Furthermore, certain types of claims, such as claims for punitive damages or for
damages arising from intentional misconduct, which are often alleged in third
party lawsuits, might not be covered by the Company's insurance.  There can be
no assurance that insurance will continue to be available to the Company on
economically reasonable terms, if at all, that existing or future claims will
not exceed the level of the Company's insurance or relate to matters not covered
by the Company's insurance (such as environmental liability), or that the
Company will have sufficient capital available to pay any uninsured claims.

 ENVIRONMENTAL REGULATION

     As described under "--Environmental Regulation," certain activities of the
Company are subject to various federal, state and local laws and regulations
governing the generation, handling, storage, transportation, treatment and
disposal of hazardous substances and wastes.  Under such laws, an owner or
lessee of real estate may be liable for, among other things, (i) the costs of
removal or remediation of certain hazardous or toxic substances located on, in,
or emanating from, such property, as well as related costs of investigation and
property damage and substantial penalties for violations of such laws, and (ii)

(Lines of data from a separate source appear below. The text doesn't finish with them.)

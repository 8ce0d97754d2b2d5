use crate::error::TransportError;
use crate::transport::{
    PeerConnectionState, PeerTransport, SdpKind, TransportConfig, TransportEvent,
    TransportFactory,
};
use anyhow::{Context, Result};
use async_trait::async_trait;
use bytes::Bytes;
use duplex_core::IceCandidate;
use std::sync::Arc;
use tokio::sync::{Mutex, mpsc};
use tracing::{debug, info, warn};
use webrtc::api::APIBuilder;
use webrtc::api::interceptor_registry::register_default_interceptors;
use webrtc::api::media_engine::MediaEngine;
use webrtc::api::setting_engine::SettingEngine;
use webrtc::data_channel::RTCDataChannel;
use webrtc::data_channel::data_channel_message::DataChannelMessage;
use webrtc::data_channel::data_channel_state::RTCDataChannelState;
use webrtc::ice_transport::ice_candidate::{RTCIceCandidate, RTCIceCandidateInit};
use webrtc::ice_transport::ice_server::RTCIceServer;
use webrtc::interceptor::registry::Registry;
use webrtc::peer_connection::RTCPeerConnection;
use webrtc::peer_connection::configuration::RTCConfiguration;
use webrtc::peer_connection::peer_connection_state::RTCPeerConnectionState;
use webrtc::peer_connection::sdp::session_description::RTCSessionDescription;

type ChannelSlot = Arc<Mutex<Option<Arc<RTCDataChannel>>>>;

/// [`PeerTransport`] backed by a `webrtc` peer connection with one data channel.
pub struct WebRtcTransport {
    peer_connection: Arc<RTCPeerConnection>,
    data_channel: ChannelSlot,
}

impl WebRtcTransport {
    /// Builds the peer connection and wires its callbacks into `event_tx`.
    pub async fn new(
        config: &TransportConfig,
        open_data_channel: bool,
        event_tx: mpsc::Sender<TransportEvent>,
    ) -> Result<Self> {
        let mut m = MediaEngine::default();
        m.register_default_codecs()?;
        let registry = register_default_interceptors(Registry::new(), &mut m)?;

        let mut settings = SettingEngine::default();
        settings.set_include_loopback_candidate(config.include_loopback_candidates);

        let api = APIBuilder::new()
            .with_media_engine(m)
            .with_interceptor_registry(registry)
            .with_setting_engine(settings)
            .build();

        let ice_servers = if config.ice_servers.is_empty() {
            vec![]
        } else {
            vec![RTCIceServer {
                urls: config.ice_servers.clone(),
                ..Default::default()
            }]
        };
        let rtc_config = RTCConfiguration {
            ice_servers,
            ..Default::default()
        };

        let peer_connection = Arc::new(api.new_peer_connection(rtc_config).await?);
        let data_channel: ChannelSlot = Arc::new(Mutex::new(None));

        let state_tx = event_tx.clone();
        peer_connection.on_peer_connection_state_change(Box::new(
            move |s: RTCPeerConnectionState| {
                let tx = state_tx.clone();
                Box::pin(async move {
                    info!("Peer connection state changed: {:?}", s);
                    let _ = tx
                        .send(TransportEvent::ConnectionStateChanged(map_state(s)))
                        .await;
                })
            },
        ));

        let ice_tx = event_tx.clone();
        peer_connection.on_ice_candidate(Box::new(move |c: Option<RTCIceCandidate>| {
            let tx = ice_tx.clone();
            Box::pin(async move {
                let Some(candidate) = c else { return };
                let Ok(init) = candidate.to_json() else {
                    return;
                };
                let candidate = IceCandidate {
                    candidate: init.candidate,
                    sdp_mid: init.sdp_mid,
                    sdp_m_line_index: init.sdp_mline_index,
                };
                let _ = tx.send(TransportEvent::LocalCandidate(candidate)).await;
            })
        }));

        if open_data_channel {
            let dc = peer_connection
                .create_data_channel(&config.data_channel_label, None)
                .await
                .context("Failed to create data channel")?;
            attach_data_channel(dc, data_channel.clone(), event_tx.clone());
        } else {
            let slot = data_channel.clone();
            let dc_tx = event_tx.clone();
            peer_connection.on_data_channel(Box::new(move |dc: Arc<RTCDataChannel>| {
                let slot = slot.clone();
                let tx = dc_tx.clone();
                Box::pin(async move {
                    debug!("Remote data channel '{}' announced", dc.label());
                    attach_data_channel(dc, slot, tx);
                })
            }));
        }

        Ok(Self {
            peer_connection,
            data_channel,
        })
    }

    async fn local_description(&self, kind: SdpKind) -> Result<String> {
        let description = match kind {
            SdpKind::Offer => self.peer_connection.create_offer(None).await?,
            SdpKind::Answer => self.peer_connection.create_answer(None).await?,
        };
        self.peer_connection
            .set_local_description(description.clone())
            .await
            .context("Failed to set local description")?;
        Ok(description.sdp)
    }

    async fn remote_description(&self, kind: SdpKind, sdp: String) -> Result<()> {
        let description = match kind {
            SdpKind::Offer => RTCSessionDescription::offer(sdp)?,
            SdpKind::Answer => RTCSessionDescription::answer(sdp)?,
        };
        self.peer_connection
            .set_remote_description(description)
            .await
            .context("Failed to set remote description")?;
        Ok(())
    }
}

fn attach_data_channel(
    dc: Arc<RTCDataChannel>,
    slot: ChannelSlot,
    event_tx: mpsc::Sender<TransportEvent>,
) {
    let open_tx = event_tx.clone();
    let dc_on_open = dc.clone();
    dc.on_open(Box::new(move || {
        let tx = open_tx.clone();
        let slot = slot.clone();
        let channel_ready = dc_on_open.clone();
        Box::pin(async move {
            info!("Data channel '{}' open", channel_ready.label());
            *slot.lock().await = Some(channel_ready);
            let _ = tx.send(TransportEvent::DataChannelOpen).await;
        })
    }));

    let close_tx = event_tx.clone();
    dc.on_close(Box::new(move || {
        let tx = close_tx.clone();
        Box::pin(async move {
            let _ = tx.send(TransportEvent::DataChannelClosed).await;
        })
    }));

    dc.on_message(Box::new(move |msg: DataChannelMessage| {
        let tx = event_tx.clone();
        Box::pin(async move {
            let bytes = Bytes::from(msg.data.to_vec());
            let _ = tx.send(TransportEvent::Message(bytes)).await;
        })
    }));
}

fn map_state(state: RTCPeerConnectionState) -> PeerConnectionState {
    match state {
        RTCPeerConnectionState::Connecting => PeerConnectionState::Connecting,
        RTCPeerConnectionState::Connected => PeerConnectionState::Connected,
        RTCPeerConnectionState::Disconnected => PeerConnectionState::Disconnected,
        RTCPeerConnectionState::Failed => PeerConnectionState::Failed,
        RTCPeerConnectionState::Closed => PeerConnectionState::Closed,
        _ => PeerConnectionState::New,
    }
}

#[async_trait]
impl PeerTransport for WebRtcTransport {
    async fn create_local_offer(&self) -> Result<String, TransportError> {
        self.local_description(SdpKind::Offer)
            .await
            .map_err(|e| TransportError::Description(format!("{:#}", e)))
    }

    async fn create_local_answer(&self) -> Result<String, TransportError> {
        self.local_description(SdpKind::Answer)
            .await
            .map_err(|e| TransportError::Description(format!("{:#}", e)))
    }

    async fn set_remote_description(
        &self,
        kind: SdpKind,
        sdp: String,
    ) -> Result<(), TransportError> {
        self.remote_description(kind, sdp)
            .await
            .map_err(|e| TransportError::Description(format!("{:#}", e)))
    }

    async fn add_remote_candidate(&self, candidate: IceCandidate) -> Result<(), TransportError> {
        let init = RTCIceCandidateInit {
            candidate: candidate.candidate,
            sdp_mid: candidate.sdp_mid,
            sdp_mline_index: candidate.sdp_m_line_index,
            ..Default::default()
        };
        self.peer_connection
            .add_ice_candidate(init)
            .await
            .map_err(|e| TransportError::Candidate(e.to_string()))
    }

    async fn send_data(&self, data: Bytes) -> bool {
        let Some(dc) = self.data_channel.lock().await.clone() else {
            return false;
        };
        if dc.ready_state() != RTCDataChannelState::Open {
            return false;
        }
        match dc.send(&data).await {
            Ok(_) => true,
            Err(e) => {
                warn!("Failed to send on data channel: {}", e);
                false
            }
        }
    }

    async fn close(&self) {
        if let Some(dc) = self.data_channel.lock().await.take() {
            let _ = dc.close().await;
        }
        if let Err(e) = self.peer_connection.close().await {
            warn!("Failed to close peer connection: {}", e);
        }
    }
}

/// Creates [`WebRtcTransport`]s.
#[derive(Debug, Clone, Copy, Default)]
pub struct WebRtcTransportFactory;

#[async_trait]
impl TransportFactory for WebRtcTransportFactory {
    async fn create(
        &self,
        config: &TransportConfig,
        open_data_channel: bool,
        events: mpsc::Sender<TransportEvent>,
    ) -> Result<Arc<dyn PeerTransport>, TransportError> {
        let transport = WebRtcTransport::new(config, open_data_channel, events)
            .await
            .map_err(|e| TransportError::Setup(format!("{:#}", e)))?;
        Ok(Arc::new(transport))
    }
}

environmental contamination at facilities where its waste is or has been
disposed.  Such laws often impose such liability without regard to whether the
owner or lessee knew of, or was responsible for, the presence of such hazardous
or toxic substances.  Although the Company investigates each business or
property that it acquires or leases and believes there are no existing material
liabilities relating to non-compliance with environmental laws and regulations,
there can be no assurance that there are no undiscovered potential liabilities
relating to non-compliance with environmental laws and regulations, that
historic or current operations have not resulted in undiscovered conditions that
will require investigation and/or remediation under environmental laws, or that
future uses or conditions will not result in the imposition of environmental
liability upon the Company or expose the Company to third-party actions such as
tort suits.  Furthermore, there can be no assurance that changes in
environmental regulations in the future will not require the Company to make
significant capital expenditures to change methods of disposal of hazardous
materials or otherwise alter aspects of its operations.